→ **Problem to work on**
Range to output from the entries below: the line containing "let config_path = args" through the line containing "tracing_subscriber::fmt()". Set it down exactly, ends included, nothing else.

------------------------------------

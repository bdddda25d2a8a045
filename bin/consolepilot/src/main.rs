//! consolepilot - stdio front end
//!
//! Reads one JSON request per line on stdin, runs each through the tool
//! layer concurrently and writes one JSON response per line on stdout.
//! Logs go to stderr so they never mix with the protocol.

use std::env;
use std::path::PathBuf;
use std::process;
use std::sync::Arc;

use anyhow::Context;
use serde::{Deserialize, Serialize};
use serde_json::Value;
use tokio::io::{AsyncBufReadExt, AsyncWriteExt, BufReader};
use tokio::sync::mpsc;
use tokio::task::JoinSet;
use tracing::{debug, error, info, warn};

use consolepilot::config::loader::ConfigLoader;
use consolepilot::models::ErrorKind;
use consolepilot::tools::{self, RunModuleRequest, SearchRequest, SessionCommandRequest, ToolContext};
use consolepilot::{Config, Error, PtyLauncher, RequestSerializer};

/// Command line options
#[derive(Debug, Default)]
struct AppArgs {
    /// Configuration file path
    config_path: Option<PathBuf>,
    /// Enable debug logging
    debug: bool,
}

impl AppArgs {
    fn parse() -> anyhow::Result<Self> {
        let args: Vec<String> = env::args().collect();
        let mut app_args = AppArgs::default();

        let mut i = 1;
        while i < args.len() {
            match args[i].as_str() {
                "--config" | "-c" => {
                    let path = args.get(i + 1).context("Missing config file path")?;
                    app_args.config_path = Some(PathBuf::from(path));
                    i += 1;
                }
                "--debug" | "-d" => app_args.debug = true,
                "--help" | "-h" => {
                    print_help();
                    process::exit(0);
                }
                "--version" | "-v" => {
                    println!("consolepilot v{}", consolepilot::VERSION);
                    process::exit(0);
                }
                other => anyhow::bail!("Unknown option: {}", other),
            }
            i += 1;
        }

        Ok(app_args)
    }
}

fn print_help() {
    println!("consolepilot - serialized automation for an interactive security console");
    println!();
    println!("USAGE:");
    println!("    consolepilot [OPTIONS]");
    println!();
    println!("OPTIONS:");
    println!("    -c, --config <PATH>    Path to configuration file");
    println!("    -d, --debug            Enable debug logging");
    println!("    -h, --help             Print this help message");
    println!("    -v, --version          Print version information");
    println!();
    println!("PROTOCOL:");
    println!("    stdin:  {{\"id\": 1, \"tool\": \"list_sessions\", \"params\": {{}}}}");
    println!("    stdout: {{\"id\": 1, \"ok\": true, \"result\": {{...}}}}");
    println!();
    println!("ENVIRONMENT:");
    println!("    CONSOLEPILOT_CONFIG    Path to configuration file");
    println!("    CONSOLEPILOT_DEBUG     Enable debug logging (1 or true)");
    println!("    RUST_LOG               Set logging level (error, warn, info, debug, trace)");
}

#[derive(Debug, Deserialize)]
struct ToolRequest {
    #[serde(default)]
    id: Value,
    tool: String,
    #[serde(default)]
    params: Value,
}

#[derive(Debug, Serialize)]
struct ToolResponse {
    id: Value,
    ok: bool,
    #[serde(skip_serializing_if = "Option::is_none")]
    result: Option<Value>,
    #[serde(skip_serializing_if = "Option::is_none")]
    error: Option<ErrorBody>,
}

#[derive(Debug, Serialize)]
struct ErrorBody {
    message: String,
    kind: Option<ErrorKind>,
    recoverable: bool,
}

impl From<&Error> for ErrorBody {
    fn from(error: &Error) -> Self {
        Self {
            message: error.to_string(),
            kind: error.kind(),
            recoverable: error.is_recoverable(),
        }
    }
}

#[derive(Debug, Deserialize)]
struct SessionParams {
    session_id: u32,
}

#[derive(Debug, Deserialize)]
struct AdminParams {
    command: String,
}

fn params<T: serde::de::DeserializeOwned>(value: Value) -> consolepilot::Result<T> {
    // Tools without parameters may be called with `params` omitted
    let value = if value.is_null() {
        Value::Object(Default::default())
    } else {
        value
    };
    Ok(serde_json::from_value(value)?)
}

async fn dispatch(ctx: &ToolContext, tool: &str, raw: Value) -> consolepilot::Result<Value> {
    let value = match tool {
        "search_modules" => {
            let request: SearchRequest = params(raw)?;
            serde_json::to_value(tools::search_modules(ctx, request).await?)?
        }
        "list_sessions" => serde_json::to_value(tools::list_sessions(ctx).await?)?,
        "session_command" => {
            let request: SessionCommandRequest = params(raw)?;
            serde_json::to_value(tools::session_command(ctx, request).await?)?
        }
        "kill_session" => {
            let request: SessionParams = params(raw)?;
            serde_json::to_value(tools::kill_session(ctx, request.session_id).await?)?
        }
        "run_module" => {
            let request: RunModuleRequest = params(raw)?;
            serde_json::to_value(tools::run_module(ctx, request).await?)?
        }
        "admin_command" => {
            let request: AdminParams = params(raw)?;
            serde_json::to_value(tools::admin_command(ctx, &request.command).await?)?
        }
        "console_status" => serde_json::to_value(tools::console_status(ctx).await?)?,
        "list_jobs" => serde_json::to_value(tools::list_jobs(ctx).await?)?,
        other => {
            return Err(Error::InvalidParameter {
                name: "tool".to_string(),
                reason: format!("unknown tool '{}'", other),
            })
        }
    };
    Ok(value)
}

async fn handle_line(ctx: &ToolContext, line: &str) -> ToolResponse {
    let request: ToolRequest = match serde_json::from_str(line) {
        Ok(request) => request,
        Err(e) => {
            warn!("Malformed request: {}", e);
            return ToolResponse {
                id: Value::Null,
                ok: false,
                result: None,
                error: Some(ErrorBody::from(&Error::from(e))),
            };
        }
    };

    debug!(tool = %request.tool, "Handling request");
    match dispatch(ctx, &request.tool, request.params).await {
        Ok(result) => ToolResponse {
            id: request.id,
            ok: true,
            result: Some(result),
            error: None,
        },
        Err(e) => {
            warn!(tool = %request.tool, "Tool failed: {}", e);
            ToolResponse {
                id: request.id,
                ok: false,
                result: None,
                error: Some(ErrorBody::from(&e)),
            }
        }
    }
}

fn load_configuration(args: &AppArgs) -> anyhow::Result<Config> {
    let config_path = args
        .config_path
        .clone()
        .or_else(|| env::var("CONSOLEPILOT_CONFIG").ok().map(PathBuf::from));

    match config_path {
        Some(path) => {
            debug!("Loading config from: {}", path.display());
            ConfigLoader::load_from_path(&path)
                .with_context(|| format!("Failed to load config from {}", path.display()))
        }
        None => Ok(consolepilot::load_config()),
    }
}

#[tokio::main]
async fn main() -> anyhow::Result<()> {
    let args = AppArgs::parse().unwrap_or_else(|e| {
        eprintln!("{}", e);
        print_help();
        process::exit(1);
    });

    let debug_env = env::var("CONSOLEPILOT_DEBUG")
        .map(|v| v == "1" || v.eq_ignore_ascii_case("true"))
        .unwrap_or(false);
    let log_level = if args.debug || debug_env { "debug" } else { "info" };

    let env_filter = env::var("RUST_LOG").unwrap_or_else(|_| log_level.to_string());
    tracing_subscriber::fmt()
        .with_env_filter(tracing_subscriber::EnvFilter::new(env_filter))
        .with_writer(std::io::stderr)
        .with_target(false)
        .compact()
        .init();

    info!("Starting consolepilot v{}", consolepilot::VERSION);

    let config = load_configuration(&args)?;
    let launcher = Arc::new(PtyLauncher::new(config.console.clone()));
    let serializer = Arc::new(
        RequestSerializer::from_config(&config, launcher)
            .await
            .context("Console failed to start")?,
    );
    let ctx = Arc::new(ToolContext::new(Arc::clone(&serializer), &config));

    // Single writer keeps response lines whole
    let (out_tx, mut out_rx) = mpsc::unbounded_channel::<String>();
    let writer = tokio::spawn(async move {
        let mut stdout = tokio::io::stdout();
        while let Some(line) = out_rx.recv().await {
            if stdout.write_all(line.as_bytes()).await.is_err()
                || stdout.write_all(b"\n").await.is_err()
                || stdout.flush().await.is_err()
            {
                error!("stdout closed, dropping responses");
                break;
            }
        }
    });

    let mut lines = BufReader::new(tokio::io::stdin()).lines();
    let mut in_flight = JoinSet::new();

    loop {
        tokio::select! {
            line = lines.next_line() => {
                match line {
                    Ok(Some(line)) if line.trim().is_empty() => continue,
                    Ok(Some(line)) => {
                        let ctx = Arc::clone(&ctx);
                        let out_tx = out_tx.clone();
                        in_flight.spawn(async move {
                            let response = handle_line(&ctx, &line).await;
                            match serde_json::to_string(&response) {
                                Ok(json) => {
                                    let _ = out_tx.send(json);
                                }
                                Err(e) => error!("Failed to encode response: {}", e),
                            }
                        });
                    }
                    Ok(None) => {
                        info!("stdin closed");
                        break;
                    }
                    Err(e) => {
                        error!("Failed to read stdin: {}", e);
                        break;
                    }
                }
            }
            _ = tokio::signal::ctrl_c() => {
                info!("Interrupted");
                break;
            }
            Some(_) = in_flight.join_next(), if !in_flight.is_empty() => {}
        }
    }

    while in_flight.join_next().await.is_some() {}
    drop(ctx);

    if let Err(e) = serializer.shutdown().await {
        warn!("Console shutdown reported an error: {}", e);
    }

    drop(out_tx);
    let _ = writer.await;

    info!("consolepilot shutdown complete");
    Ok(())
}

------------------------------------

→ **Worked solution**
    let config_path = args
        .config_path
        .clone()
        .or_else(|| env::var("CONSOLEPILOT_CONFIG").ok().map(PathBuf::from));

    match config_path {
        Some(path) => {
            debug!("Loading config from: {}", path.display());
            ConfigLoader::load_from_path(&path)
                .with_context(|| format!("Failed to load config from {}", path.display()))
        }
        None => Ok(consolepilot::load_config()),
    }
}

#[tokio::main]
async fn main() -> anyhow::Result<()> {
    let args = AppArgs::parse().unwrap_or_else(|e| {
        eprintln!("{}", e);
        print_help();
        process::exit(1);
    });

    let debug_env = env::var("CONSOLEPILOT_DEBUG")
        .map(|v| v == "1" || v.eq_ignore_ascii_case("true"))
        .unwrap_or(false);
    let log_level = if args.debug || debug_env { "debug" } else { "info" };

    let env_filter = env::var("RUST_LOG").unwrap_or_else(|_| log_level.to_string());
    tracing_subscriber::fmt()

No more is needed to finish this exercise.